> **EXERCISE DATA**:
========================

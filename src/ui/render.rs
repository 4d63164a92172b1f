use ratatui::{
    layout::{Constraint, Direction, Layout, Rect},
    style::{Modifier, Style},
    text::{Line, Span},
    widgets::{Block, Borders, Clear, Paragraph, Tabs},
    Frame,
};

use super::app::{App, InputMode, Screen};
use super::commands;
use super::theme;

pub(crate) fn render(f: &mut Frame, app: &App) {
    let chunks = Layout::default()
        .direction(Direction::Vertical)
        .constraints([
            Constraint::Length(1), // Tab bar
            Constraint::Min(5),    // Main content
            Constraint::Length(1), // Status bar
            Constraint::Length(1), // Command bar
        ])
        .split(f.area());

    render_tab_bar(f, chunks[0], app);
    render_screen(f, chunks[1], app);
    render_status_bar(f, chunks[2], app);
    render_command_bar(f, chunks[3], app);

    if app.show_help {
        render_help_overlay(f, f.area());
    }
}

fn render_tab_bar(f: &mut Frame, area: Rect, app: &App) {
    let titles: Vec<Line> = Screen::all()
        .iter()
        .enumerate()
        .map(|(i, s)| {
            let num = format!("{}", i + 1);
            if *s == app.screen {
                Line::from(vec![
                    Span::styled(format!("{num}:"), theme::dim_style()),
                    Span::styled(
                        format!("{s}"),
                        Style::default()
                            .fg(theme::ACCENT)
                            .add_modifier(Modifier::BOLD),
                    ),
                ])
            } else {
                Line::from(Span::styled(format!("{num}:{s}"), theme::dim_style()))
            }
        })
        .collect();

    let tabs = Tabs::new(titles)
        .divider(Span::styled(" | ", Style::default().fg(theme::OVERLAY)))
        .style(Style::default().bg(theme::HEADER_BG));

    f.render_widget(tabs, area);
}

fn render_screen(f: &mut Frame, area: Rect, app: &App) {
    match app.screen {
        Screen::Entry => super::screens::entry::render(f, area, app),
        Screen::Visualize => super::screens::visualize::render(f, area, app),
    }
}

fn render_status_bar(f: &mut Frame, area: Rect, app: &App) {
    let mode_label = format!(" {} ", app.input_mode);
    let mode_bg = match app.input_mode {
        InputMode::Normal => theme::ACCENT,
        InputMode::Command => theme::GREEN,
        InputMode::Editing => theme::YELLOW,
    };
    let mode_style = Style::default()
        .fg(theme::HEADER_BG)
        .bg(mode_bg)
        .add_modifier(Modifier::BOLD);

    let info = match app.screen {
        Screen::Entry => format!(" {} | {}", app.screen, app.form.period()),
        Screen::Visualize => format!(" {} | {} periods", app.screen, app.periods.len()),
    };

    let right = match app.screen {
        Screen::Entry => " +/- adjust | Enter edit | s save | ? help ",
        Screen::Visualize => " j/k select | Enter plot | ? help ",
    };

    let available = area.width as usize;
    let used = mode_label.chars().count() + info.chars().count() + right.chars().count();
    let pad = available.saturating_sub(used);

    let bar = Paragraph::new(Line::from(vec![
        Span::styled(&mode_label, mode_style),
        Span::styled(&info, theme::status_bar_style()),
        Span::styled(" ".repeat(pad), theme::status_bar_style()),
        Span::styled(right, theme::status_bar_style()),
    ]));
    f.render_widget(bar, area);
}

fn render_command_bar(f: &mut Frame, area: Rect, app: &App) {
    let (content, cursor_offset) = match app.input_mode {
        InputMode::Command => (
            Line::from(vec![
                Span::styled(":", Style::default().fg(theme::ACCENT)),
                Span::styled(&app.command_input, theme::command_bar_style()),
            ]),
            Some(1 + app.command_input.chars().count() as u16),
        ),
        InputMode::Editing => (
            Line::from(vec![
                Span::styled("edit> ", Style::default().fg(theme::YELLOW)),
                Span::styled(&app.edit_input, theme::command_bar_style()),
            ]),
            Some(6 + app.edit_input.chars().count() as u16),
        ),
        InputMode::Normal => (
            if app.status_message.is_empty() {
                Line::from(Span::styled(
                    " Press : for commands, ? for help",
                    theme::dim_style(),
                ))
            } else {
                Line::from(Span::styled(
                    &app.status_message,
                    theme::command_bar_style(),
                ))
            },
            None,
        ),
    };

    let bar = Paragraph::new(content).style(Style::default().bg(theme::COMMAND_BG));
    f.render_widget(bar, area);

    if let Some(offset) = cursor_offset {
        f.set_cursor_position((area.x + offset, area.y));
    }
}

fn render_help_overlay(f: &mut Frame, area: Rect) {
    let mut help_text = vec![
        Line::from(Span::styled(
            " budgetflow help ",
            Style::default()
                .fg(theme::ACCENT)
                .add_modifier(Modifier::BOLD),
        )),
        Line::from(""),
        Line::from(Span::styled(" Navigation", theme::section_style())),
        Line::from(Span::styled(
            "  j/k or Up/Down   Move cursor           1-2        Switch screens",
            theme::normal_style(),
        )),
        Line::from(Span::styled(
            "  Tab/Shift-Tab    Cycle screens         g/G        Top/Bottom",
            theme::normal_style(),
        )),
        Line::from(Span::styled(
            "  Ctrl-q/Ctrl-c    Quit",
            theme::normal_style(),
        )),
        Line::from(""),
        Line::from(Span::styled(" Enter data", theme::section_style())),
        Line::from(Span::styled(
            "  +/-              Step value (amounts by 10, month, year)",
            theme::normal_style(),
        )),
        Line::from(Span::styled(
            "  Enter            Type an amount or comment",
            theme::normal_style(),
        )),
        Line::from(Span::styled(
            "  s                Save the period (form clears after saving)",
            theme::normal_style(),
        )),
        Line::from(""),
        Line::from(Span::styled(" Visualize", theme::section_style())),
        Line::from(Span::styled(
            "  Enter            Plot the selected period",
            theme::normal_style(),
        )),
        Line::from(""),
        Line::from(Span::styled(" Commands", theme::section_style())),
    ];

    // Build command list dynamically from COMMANDS registry
    let mut seen = std::collections::HashSet::new();
    let mut cmd_lines: Vec<(&str, &str)> = Vec::new();
    for (&name, cmd) in commands::COMMANDS.iter() {
        if name.len() <= 1 {
            continue;
        }
        if seen.insert(cmd.description) {
            cmd_lines.push((name, cmd.description));
        }
    }
    cmd_lines.sort_by_key(|(name, _)| *name);
    for (name, desc) in &cmd_lines {
        help_text.push(Line::from(Span::styled(
            format!("  :{name:<14} {desc}"),
            theme::normal_style(),
        )));
    }

    help_text.push(Line::from(""));
    help_text.push(Line::from(Span::styled(
        " Press any key to close ",
        theme::dim_style(),
    )));

    // Center the popup, clamped to terminal height
    let popup_height = (help_text.len() as u16 + 2).min(area.height.saturating_sub(2));
    let popup_width = 72.min(area.width.saturating_sub(4));
    let x = area.x + (area.width.saturating_sub(popup_width)) / 2;
    let y = area.y + (area.height.saturating_sub(popup_height)) / 2;
    let popup_area = Rect::new(x, y, popup_width, popup_height);

    f.render_widget(Clear, popup_area);
    let help = Paragraph::new(help_text).block(
        Block::default()
            .borders(Borders::ALL)
            .border_style(Style::default().fg(theme::ACCENT))
            .style(Style::default().bg(theme::HEADER_BG)),
    );
    f.render_widget(help, popup_area);
}
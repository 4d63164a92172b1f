#![allow(clippy::unwrap_used)]

use chrono::Month;

use super::period::MONTHS;
use super::*;
use crate::error::PeriodError;

// ── PeriodKey ─────────────────────────────────────────────────

#[test]
fn test_period_key_display() {
    let key = PeriodKey::new(2024, Month::January);
    assert_eq!(key.to_string(), "2024_January");
    assert_eq!(
        PeriodKey::new(2025, Month::September).to_string(),
        "2025_September"
    );
}

#[test]
fn test_period_key_parse() {
    let key: PeriodKey = "2024_March".parse().unwrap();
    assert_eq!(key.year, 2024);
    assert_eq!(key.month, Month::March);
}

#[test]
fn test_period_key_roundtrip() {
    // Every month should roundtrip through Display -> FromStr
    for month in MONTHS {
        let key = PeriodKey::new(2026, month);
        let back: PeriodKey = key.to_string().parse().unwrap();
        assert_eq!(key, back, "Roundtrip failed for {key}");
    }
}

#[test]
fn test_period_key_rejects_malformed() {
    for bad in [
        "",
        "2024",
        "2024-January",
        "abcd_January",
        "2024_Smarch",
        "2024_january",
        "2024_Jan",
    ] {
        let result = bad.parse::<PeriodKey>();
        assert!(
            matches!(result, Err(PeriodError::InvalidPeriodKey { .. })),
            "Expected rejection for {bad:?}"
        );
    }
}

#[test]
fn test_year_options_are_consecutive() {
    let [this_year, next_year] = PeriodKey::year_options();
    assert_eq!(next_year, this_year + 1);
    assert_eq!(PeriodKey::current().year, this_year);
}

// ── Categories ────────────────────────────────────────────────

#[test]
fn test_category_label_sets() {
    assert_eq!(INCOME_CATEGORIES.len(), 2);
    assert_eq!(EXPENSE_CATEGORIES.len(), 7);
    assert_eq!(INCOME_CATEGORIES[0], "Lønn");
    assert!(EXPENSE_CATEGORIES.contains(&"Lån hus"));
    assert!(EXPENSE_CATEGORIES.contains(&"Sparing"));
}

#[test]
fn test_category_kind_of_label() {
    assert_eq!(CategoryKind::of_label("Lønn"), Some(CategoryKind::Income));
    assert_eq!(CategoryKind::of_label("Mat"), Some(CategoryKind::Expense));
    assert_eq!(CategoryKind::of_label("Groceries"), None);
}

#[test]
fn test_category_kind_parse_roundtrip() {
    for kind in [CategoryKind::Income, CategoryKind::Expense] {
        assert_eq!(CategoryKind::parse(kind.as_str()), Some(kind));
    }
    assert_eq!(CategoryKind::parse("INCOME"), Some(CategoryKind::Income));
    assert_eq!(CategoryKind::parse("transfer"), None);
}

// ── Amounts ───────────────────────────────────────────────────

#[test]
fn test_amounts_zeroed_keeps_label_order() {
    let amounts = Amounts::zeroed(EXPENSE_CATEGORIES);
    let labels: Vec<&str> = amounts.iter().map(|(l, _)| l).collect();
    assert_eq!(labels, EXPENSE_CATEGORIES);
    assert_eq!(amounts.total(), 0);
}

#[test]
fn test_amounts_set_and_get() {
    let mut amounts = Amounts::zeroed(INCOME_CATEGORIES);
    amounts.set("Lønn", 30000).unwrap();
    assert_eq!(amounts.get("Lønn"), Some(30000));
    assert_eq!(amounts.get("Annen inntekt"), Some(0));
    assert_eq!(amounts.get("Mat"), None);
}

#[test]
fn test_amounts_set_unknown_label() {
    let mut amounts = Amounts::zeroed(INCOME_CATEGORIES);
    let err = amounts.set("Mat", 10).unwrap_err();
    assert!(matches!(err, PeriodError::UnknownCategory { label } if label == "Mat"));
}

#[test]
fn test_amounts_total_does_not_overflow_u32() {
    let amounts: Amounts = [("a", u32::MAX), ("b", u32::MAX)].into_iter().collect();
    assert_eq!(amounts.total(), 2 * i64::from(u32::MAX));
}

#[test]
fn test_amounts_reset() {
    let mut amounts: Amounts = [("Lønn", 100), ("Annen inntekt", 50)].into_iter().collect();
    amounts.reset();
    assert_eq!(amounts.len(), 2);
    assert_eq!(amounts.total(), 0);
}

// ── PeriodForm ────────────────────────────────────────────────

#[test]
fn test_period_form_blank() {
    let form = PeriodForm::blank(PeriodKey::new(2024, Month::May));
    assert_eq!(form.incomes.len(), 2);
    assert_eq!(form.expenses.len(), 7);
    assert!(form.comment.is_empty());
    assert_eq!(form.incomes.total() + form.expenses.total(), 0);
}

#[test]
fn test_period_form_set_amount_routes_by_label() {
    let mut form = PeriodForm::blank(PeriodKey::new(2024, Month::May));
    form.set_amount("Lønn", 30000).unwrap();
    form.set_amount("Mat", 5000).unwrap();
    assert_eq!(form.incomes.get("Lønn"), Some(30000));
    assert_eq!(form.expenses.get("Mat"), Some(5000));
    assert!(form.set_amount("Bonus", 1).is_err());
}

#[test]
fn test_month_from_name() {
    assert_eq!(month_from_name("January"), Some(Month::January));
    assert_eq!(month_from_name("september"), Some(Month::September));
    assert_eq!(month_from_name("Sep"), Some(Month::September));
    assert_eq!(month_from_name("ju"), None);
    assert_eq!(month_from_name("Juni"), None);
    assert_eq!(month_from_name(""), None);
}
//! The period record manager: persistence round-trips against the store plus
//! the figures derived from a loaded record.

mod flow;
mod metrics;

pub(crate) use flow::FlowGraph;
pub(crate) use metrics::Metrics;

use tracing::{info, warn};

use crate::db::Database;
use crate::error::PeriodError;
use crate::models::{PeriodForm, PeriodRecord};

/// Stored period keys, in store order.
pub(crate) fn list_periods(db: &Database) -> Result<Vec<String>, PeriodError> {
    Ok(db.fetch_all_periods()?)
}

/// Upsert the submitted form under its period key.
pub(crate) fn save_record(db: &mut Database, form: PeriodForm) -> Result<(), PeriodError> {
    let key = form.period.to_string();
    db.insert_period(&key, &form.incomes, &form.expenses, &form.comment)?;
    info!(
        key = %key,
        income = form.incomes.total(),
        expense = form.expenses.total(),
        "saved period"
    );
    Ok(())
}

pub(crate) fn load_record(db: &Database, key: &str) -> Result<PeriodRecord, PeriodError> {
    match db.get_period(key)? {
        Some(record) => Ok(record),
        None => {
            warn!(key, "period not found");
            Err(PeriodError::NotFound {
                key: key.to_string(),
            })
        }
    }
}

pub(crate) fn compute_metrics(record: &PeriodRecord) -> Metrics {
    Metrics::from_record(record)
}

pub(crate) fn build_flow_graph(record: &PeriodRecord) -> FlowGraph {
    FlowGraph::from_record(record)
}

========================

> **TASK TO COMPLETE**: Would you show all lines of the material above that contain the word "chars"?

> **EXERCISE RESULT**:
    let used = mode_label.chars().count() + info.chars().count() + right.chars().count();
            Some(1 + app.command_input.chars().count() as u16),
            Some(6 + app.edit_input.chars().count() as u16),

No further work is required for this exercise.